EXERCISE GOAL:
Below are lines of data; count those that contain "categories" and give the total alone.

= Beginning of Section =

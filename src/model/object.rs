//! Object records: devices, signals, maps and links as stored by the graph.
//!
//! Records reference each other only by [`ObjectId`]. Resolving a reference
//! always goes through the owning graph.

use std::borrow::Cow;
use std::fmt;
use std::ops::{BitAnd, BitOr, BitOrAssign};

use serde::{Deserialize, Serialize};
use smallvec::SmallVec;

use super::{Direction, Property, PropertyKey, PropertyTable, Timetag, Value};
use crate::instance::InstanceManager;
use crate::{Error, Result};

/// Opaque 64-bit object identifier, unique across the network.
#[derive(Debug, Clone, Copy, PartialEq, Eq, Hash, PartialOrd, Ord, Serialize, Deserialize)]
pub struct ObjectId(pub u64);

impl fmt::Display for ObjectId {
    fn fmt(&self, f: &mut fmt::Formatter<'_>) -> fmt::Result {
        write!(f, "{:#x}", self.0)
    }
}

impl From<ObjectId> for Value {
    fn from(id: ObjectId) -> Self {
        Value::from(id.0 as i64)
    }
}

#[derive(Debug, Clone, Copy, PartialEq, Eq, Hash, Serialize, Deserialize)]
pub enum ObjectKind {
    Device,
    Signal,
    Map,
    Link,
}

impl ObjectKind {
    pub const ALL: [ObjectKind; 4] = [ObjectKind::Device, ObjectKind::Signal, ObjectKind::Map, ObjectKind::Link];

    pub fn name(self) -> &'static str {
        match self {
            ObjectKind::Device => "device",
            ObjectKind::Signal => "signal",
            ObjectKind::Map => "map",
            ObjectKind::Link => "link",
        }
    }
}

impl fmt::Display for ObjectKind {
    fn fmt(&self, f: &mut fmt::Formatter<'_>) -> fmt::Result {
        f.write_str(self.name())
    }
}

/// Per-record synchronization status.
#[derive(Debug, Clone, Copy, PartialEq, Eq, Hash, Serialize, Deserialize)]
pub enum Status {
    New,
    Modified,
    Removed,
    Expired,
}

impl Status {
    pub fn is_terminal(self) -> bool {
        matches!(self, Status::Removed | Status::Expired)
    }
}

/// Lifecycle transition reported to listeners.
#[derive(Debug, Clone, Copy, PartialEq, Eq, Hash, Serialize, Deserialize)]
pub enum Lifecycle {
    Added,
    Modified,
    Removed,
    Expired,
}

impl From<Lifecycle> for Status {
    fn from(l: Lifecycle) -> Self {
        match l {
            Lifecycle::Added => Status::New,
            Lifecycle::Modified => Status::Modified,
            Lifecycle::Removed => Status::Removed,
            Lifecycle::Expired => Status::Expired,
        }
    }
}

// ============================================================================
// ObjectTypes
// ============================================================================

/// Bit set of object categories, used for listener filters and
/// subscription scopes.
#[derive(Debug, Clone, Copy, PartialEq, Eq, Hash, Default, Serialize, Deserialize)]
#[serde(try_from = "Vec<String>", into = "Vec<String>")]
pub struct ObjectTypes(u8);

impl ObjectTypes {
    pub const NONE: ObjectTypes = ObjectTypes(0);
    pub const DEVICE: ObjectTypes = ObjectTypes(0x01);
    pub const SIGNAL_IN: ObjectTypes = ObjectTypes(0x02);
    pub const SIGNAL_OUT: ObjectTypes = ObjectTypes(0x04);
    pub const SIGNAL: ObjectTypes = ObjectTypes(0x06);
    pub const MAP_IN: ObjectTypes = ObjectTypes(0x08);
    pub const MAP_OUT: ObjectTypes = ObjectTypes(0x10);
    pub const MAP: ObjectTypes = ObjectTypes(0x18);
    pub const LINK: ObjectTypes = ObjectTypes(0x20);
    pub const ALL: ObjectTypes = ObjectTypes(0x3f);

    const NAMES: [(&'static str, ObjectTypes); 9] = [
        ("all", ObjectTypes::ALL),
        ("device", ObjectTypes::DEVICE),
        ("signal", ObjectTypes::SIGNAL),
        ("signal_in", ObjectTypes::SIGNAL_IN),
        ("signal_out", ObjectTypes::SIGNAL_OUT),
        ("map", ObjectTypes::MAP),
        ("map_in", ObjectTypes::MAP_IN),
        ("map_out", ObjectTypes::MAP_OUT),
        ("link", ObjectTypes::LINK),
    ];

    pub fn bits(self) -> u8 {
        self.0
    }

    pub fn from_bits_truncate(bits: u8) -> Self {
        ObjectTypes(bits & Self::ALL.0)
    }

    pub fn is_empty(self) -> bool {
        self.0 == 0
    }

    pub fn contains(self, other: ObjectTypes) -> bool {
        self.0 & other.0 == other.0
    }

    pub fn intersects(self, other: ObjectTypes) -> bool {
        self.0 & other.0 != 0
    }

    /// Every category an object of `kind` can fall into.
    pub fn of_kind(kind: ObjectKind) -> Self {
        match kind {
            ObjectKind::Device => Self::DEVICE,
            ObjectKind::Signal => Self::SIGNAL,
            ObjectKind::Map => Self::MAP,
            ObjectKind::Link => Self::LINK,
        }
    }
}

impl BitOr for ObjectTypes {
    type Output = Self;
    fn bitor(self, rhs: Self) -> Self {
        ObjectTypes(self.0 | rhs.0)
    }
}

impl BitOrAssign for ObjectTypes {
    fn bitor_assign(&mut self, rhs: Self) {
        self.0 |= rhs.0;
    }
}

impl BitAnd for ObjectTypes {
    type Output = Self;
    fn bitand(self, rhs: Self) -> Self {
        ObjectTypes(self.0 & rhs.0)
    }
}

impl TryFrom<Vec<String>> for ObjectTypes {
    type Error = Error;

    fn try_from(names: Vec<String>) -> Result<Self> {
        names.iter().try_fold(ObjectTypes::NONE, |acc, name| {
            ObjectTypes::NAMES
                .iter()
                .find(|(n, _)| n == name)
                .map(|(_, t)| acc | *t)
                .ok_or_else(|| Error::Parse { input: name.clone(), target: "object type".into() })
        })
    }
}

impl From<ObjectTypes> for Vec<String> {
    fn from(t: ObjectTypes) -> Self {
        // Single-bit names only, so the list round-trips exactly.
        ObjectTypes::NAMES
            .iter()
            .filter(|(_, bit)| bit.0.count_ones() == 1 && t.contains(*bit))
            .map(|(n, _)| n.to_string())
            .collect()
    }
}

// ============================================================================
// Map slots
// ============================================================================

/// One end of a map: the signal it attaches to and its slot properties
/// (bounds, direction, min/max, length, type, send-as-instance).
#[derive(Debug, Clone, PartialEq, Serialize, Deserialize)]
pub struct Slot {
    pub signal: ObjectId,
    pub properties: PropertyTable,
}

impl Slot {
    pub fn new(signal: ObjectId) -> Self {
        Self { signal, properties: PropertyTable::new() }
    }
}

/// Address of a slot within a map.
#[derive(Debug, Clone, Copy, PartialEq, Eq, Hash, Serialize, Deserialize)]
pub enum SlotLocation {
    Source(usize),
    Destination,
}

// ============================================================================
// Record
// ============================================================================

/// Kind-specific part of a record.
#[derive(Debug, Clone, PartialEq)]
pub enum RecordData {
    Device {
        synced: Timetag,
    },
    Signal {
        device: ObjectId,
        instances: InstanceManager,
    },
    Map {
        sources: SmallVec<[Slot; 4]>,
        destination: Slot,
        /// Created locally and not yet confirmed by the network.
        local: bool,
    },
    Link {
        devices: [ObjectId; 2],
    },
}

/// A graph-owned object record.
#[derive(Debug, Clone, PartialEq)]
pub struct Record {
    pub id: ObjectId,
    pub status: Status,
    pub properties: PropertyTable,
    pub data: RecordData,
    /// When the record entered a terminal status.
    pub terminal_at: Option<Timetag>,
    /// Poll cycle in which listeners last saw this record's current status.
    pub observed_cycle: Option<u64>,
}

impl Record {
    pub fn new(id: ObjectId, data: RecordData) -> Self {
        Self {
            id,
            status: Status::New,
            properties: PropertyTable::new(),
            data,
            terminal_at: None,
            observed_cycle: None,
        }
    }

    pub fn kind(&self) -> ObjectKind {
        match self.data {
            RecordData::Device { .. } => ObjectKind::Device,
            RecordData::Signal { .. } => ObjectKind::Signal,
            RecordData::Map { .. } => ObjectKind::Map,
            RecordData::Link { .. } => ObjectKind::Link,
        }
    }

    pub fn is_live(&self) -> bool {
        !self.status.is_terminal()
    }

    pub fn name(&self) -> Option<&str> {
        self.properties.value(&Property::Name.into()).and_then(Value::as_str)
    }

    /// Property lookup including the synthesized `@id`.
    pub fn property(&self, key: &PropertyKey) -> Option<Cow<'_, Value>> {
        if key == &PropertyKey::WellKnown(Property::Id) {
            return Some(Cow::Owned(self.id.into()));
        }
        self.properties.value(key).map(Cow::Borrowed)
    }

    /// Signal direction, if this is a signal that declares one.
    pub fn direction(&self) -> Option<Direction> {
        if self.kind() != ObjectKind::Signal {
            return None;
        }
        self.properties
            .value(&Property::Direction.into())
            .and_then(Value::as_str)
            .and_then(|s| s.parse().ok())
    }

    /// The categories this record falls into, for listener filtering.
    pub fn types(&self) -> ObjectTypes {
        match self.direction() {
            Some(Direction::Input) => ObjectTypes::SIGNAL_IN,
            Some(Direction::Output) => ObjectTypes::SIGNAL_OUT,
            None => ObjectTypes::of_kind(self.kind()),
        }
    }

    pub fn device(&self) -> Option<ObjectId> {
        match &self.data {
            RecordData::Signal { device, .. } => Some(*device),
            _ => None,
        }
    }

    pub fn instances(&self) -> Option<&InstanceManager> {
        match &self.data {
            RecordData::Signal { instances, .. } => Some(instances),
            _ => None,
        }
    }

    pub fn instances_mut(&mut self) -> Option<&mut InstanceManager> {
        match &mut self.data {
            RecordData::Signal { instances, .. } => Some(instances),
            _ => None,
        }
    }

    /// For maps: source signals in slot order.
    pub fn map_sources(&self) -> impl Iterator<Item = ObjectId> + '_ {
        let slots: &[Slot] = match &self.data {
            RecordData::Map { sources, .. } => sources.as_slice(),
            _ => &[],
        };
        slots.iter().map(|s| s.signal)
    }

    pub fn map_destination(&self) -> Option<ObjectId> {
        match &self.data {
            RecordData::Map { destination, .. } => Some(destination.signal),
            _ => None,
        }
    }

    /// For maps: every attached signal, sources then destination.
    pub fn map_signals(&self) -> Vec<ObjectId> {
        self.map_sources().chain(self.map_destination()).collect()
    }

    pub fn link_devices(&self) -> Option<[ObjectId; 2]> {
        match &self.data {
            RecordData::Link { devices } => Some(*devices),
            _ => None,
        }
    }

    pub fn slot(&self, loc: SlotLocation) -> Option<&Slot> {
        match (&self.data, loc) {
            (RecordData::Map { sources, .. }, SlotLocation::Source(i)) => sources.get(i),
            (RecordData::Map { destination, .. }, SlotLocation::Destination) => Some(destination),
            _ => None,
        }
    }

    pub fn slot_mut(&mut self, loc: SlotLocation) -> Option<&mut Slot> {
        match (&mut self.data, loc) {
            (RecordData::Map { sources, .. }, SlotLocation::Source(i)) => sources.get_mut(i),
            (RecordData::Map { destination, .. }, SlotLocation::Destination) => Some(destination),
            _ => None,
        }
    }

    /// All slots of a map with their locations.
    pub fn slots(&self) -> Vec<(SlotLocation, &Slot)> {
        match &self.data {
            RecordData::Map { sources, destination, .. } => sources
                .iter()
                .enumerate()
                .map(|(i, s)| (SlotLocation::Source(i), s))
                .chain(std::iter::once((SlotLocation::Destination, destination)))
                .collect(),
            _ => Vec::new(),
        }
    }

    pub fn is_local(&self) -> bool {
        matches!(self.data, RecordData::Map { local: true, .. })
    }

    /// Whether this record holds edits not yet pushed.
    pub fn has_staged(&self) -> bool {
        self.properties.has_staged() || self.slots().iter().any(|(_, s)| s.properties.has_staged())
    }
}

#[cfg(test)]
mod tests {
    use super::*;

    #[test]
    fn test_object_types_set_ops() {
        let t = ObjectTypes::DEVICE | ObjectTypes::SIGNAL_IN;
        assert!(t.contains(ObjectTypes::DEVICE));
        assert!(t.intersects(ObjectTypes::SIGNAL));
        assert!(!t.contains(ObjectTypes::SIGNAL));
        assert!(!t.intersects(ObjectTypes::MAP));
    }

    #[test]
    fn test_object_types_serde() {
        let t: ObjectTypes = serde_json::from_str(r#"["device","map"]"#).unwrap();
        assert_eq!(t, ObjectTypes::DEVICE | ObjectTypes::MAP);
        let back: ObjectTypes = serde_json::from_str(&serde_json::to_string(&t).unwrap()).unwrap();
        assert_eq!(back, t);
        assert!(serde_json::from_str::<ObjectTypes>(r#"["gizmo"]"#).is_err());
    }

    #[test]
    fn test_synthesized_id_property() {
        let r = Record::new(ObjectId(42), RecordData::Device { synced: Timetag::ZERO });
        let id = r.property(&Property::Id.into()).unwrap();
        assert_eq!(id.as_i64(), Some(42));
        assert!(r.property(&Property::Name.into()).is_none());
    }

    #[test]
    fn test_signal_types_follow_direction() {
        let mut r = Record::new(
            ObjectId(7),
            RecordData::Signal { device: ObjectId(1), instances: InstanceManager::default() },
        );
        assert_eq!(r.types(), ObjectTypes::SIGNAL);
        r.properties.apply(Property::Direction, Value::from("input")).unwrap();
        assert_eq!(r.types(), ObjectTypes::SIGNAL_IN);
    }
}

= End of Section =
= Beginning of Section =

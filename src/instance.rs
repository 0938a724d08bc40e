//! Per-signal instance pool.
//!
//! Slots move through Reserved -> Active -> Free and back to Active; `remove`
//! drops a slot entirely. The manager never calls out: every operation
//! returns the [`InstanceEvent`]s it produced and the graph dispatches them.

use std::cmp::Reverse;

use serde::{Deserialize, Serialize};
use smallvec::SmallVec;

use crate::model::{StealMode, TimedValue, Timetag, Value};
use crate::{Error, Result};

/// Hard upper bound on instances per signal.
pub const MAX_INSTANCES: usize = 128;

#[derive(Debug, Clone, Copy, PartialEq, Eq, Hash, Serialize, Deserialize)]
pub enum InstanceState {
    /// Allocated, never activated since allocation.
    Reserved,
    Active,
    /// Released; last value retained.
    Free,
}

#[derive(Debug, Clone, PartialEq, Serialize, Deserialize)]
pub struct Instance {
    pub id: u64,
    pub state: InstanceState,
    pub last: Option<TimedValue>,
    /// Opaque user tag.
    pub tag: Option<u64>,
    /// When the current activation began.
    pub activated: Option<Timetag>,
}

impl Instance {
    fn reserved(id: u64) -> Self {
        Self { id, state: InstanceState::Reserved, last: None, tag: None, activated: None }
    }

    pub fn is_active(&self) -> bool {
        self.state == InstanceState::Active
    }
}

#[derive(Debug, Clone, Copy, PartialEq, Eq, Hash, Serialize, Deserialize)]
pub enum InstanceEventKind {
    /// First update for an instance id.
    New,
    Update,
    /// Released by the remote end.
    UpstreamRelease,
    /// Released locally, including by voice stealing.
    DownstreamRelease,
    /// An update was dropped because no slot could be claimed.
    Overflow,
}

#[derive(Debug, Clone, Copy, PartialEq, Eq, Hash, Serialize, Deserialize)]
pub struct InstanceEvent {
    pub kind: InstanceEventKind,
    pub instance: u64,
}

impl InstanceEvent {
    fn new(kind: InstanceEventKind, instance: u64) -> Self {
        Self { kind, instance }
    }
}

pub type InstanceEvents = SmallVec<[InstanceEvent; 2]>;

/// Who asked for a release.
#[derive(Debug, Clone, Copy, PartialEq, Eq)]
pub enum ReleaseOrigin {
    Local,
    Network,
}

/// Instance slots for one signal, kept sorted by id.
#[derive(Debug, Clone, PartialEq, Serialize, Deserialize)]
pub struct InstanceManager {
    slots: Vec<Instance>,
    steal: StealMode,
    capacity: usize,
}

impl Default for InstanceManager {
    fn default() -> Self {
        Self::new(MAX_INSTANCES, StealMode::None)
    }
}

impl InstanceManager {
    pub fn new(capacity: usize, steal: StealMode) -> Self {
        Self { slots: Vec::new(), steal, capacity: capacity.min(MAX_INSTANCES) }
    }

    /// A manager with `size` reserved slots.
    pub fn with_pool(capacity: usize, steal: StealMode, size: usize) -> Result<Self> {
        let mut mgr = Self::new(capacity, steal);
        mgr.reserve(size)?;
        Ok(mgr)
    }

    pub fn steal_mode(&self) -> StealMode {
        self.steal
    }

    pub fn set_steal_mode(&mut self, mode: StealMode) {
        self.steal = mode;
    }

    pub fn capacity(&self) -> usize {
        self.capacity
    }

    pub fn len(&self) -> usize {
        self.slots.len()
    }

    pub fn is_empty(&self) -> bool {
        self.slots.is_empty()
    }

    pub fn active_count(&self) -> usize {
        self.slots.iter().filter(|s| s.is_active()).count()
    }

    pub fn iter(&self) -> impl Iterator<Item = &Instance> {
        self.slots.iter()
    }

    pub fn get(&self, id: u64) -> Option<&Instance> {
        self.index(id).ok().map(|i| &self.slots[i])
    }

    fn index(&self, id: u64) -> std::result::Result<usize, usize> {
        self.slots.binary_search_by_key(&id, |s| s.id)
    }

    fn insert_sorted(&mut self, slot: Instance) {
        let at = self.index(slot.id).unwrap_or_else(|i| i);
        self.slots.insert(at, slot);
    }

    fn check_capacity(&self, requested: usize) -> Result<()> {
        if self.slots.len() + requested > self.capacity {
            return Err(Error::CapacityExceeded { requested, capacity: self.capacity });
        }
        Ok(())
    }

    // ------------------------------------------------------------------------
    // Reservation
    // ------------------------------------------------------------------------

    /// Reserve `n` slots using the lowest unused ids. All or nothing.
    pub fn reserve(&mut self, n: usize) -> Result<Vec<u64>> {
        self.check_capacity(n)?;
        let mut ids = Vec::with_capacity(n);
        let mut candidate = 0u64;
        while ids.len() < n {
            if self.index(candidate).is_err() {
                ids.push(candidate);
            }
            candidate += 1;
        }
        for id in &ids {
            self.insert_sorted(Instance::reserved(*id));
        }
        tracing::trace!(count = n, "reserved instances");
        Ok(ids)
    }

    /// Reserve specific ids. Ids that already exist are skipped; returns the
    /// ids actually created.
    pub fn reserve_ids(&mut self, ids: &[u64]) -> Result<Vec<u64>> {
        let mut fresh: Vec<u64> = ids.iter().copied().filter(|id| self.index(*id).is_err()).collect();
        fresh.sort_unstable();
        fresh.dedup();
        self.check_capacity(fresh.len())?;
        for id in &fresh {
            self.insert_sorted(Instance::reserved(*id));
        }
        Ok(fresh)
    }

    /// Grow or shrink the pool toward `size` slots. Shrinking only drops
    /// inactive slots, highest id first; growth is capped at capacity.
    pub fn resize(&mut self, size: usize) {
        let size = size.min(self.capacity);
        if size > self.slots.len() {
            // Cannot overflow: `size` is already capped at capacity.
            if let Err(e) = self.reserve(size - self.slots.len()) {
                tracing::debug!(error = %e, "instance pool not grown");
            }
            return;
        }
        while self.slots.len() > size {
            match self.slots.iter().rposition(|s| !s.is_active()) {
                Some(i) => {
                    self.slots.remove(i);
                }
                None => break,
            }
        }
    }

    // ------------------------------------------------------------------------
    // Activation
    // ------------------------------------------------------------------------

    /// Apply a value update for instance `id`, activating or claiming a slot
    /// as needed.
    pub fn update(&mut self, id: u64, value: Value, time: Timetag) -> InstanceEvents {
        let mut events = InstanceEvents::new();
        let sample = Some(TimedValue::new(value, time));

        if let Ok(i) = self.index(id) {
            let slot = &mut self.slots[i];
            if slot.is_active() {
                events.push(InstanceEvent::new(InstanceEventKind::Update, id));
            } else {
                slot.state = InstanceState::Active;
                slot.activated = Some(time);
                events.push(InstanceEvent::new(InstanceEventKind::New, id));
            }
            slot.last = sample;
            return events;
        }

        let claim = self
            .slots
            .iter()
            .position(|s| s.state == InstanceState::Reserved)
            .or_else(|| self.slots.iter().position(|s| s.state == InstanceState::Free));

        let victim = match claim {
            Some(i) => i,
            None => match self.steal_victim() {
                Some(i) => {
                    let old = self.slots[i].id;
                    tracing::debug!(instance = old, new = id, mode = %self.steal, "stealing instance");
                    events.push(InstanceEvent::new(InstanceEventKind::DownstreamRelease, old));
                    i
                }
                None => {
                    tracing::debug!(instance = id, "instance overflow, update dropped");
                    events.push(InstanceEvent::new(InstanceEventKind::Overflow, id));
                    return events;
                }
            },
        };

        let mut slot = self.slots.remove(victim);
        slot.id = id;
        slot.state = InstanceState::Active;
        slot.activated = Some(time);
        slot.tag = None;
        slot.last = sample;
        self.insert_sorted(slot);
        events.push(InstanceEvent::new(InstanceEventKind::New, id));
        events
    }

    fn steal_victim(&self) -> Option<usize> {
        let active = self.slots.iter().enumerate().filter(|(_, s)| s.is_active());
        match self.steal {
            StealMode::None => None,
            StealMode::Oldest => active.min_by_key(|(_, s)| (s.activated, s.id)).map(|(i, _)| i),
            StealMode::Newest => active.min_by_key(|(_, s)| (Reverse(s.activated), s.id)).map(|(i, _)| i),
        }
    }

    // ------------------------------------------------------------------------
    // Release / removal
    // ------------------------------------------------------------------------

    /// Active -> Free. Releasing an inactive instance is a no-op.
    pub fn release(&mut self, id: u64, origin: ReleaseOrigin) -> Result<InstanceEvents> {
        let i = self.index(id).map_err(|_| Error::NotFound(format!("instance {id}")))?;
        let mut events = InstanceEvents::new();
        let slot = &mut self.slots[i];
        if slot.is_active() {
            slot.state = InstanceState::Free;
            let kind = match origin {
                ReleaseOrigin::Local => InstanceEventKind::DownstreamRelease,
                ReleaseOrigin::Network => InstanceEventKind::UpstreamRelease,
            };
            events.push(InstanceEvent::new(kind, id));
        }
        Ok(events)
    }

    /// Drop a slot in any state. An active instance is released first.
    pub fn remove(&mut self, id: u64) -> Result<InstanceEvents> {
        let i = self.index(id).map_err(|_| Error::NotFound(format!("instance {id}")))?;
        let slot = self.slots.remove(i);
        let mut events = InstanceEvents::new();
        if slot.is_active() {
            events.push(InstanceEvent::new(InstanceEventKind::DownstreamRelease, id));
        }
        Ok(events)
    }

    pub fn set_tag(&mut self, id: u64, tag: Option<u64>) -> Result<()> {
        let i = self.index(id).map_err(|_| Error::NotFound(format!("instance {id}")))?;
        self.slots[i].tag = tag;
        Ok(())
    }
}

= End of Section =

TASK ANSWER:
2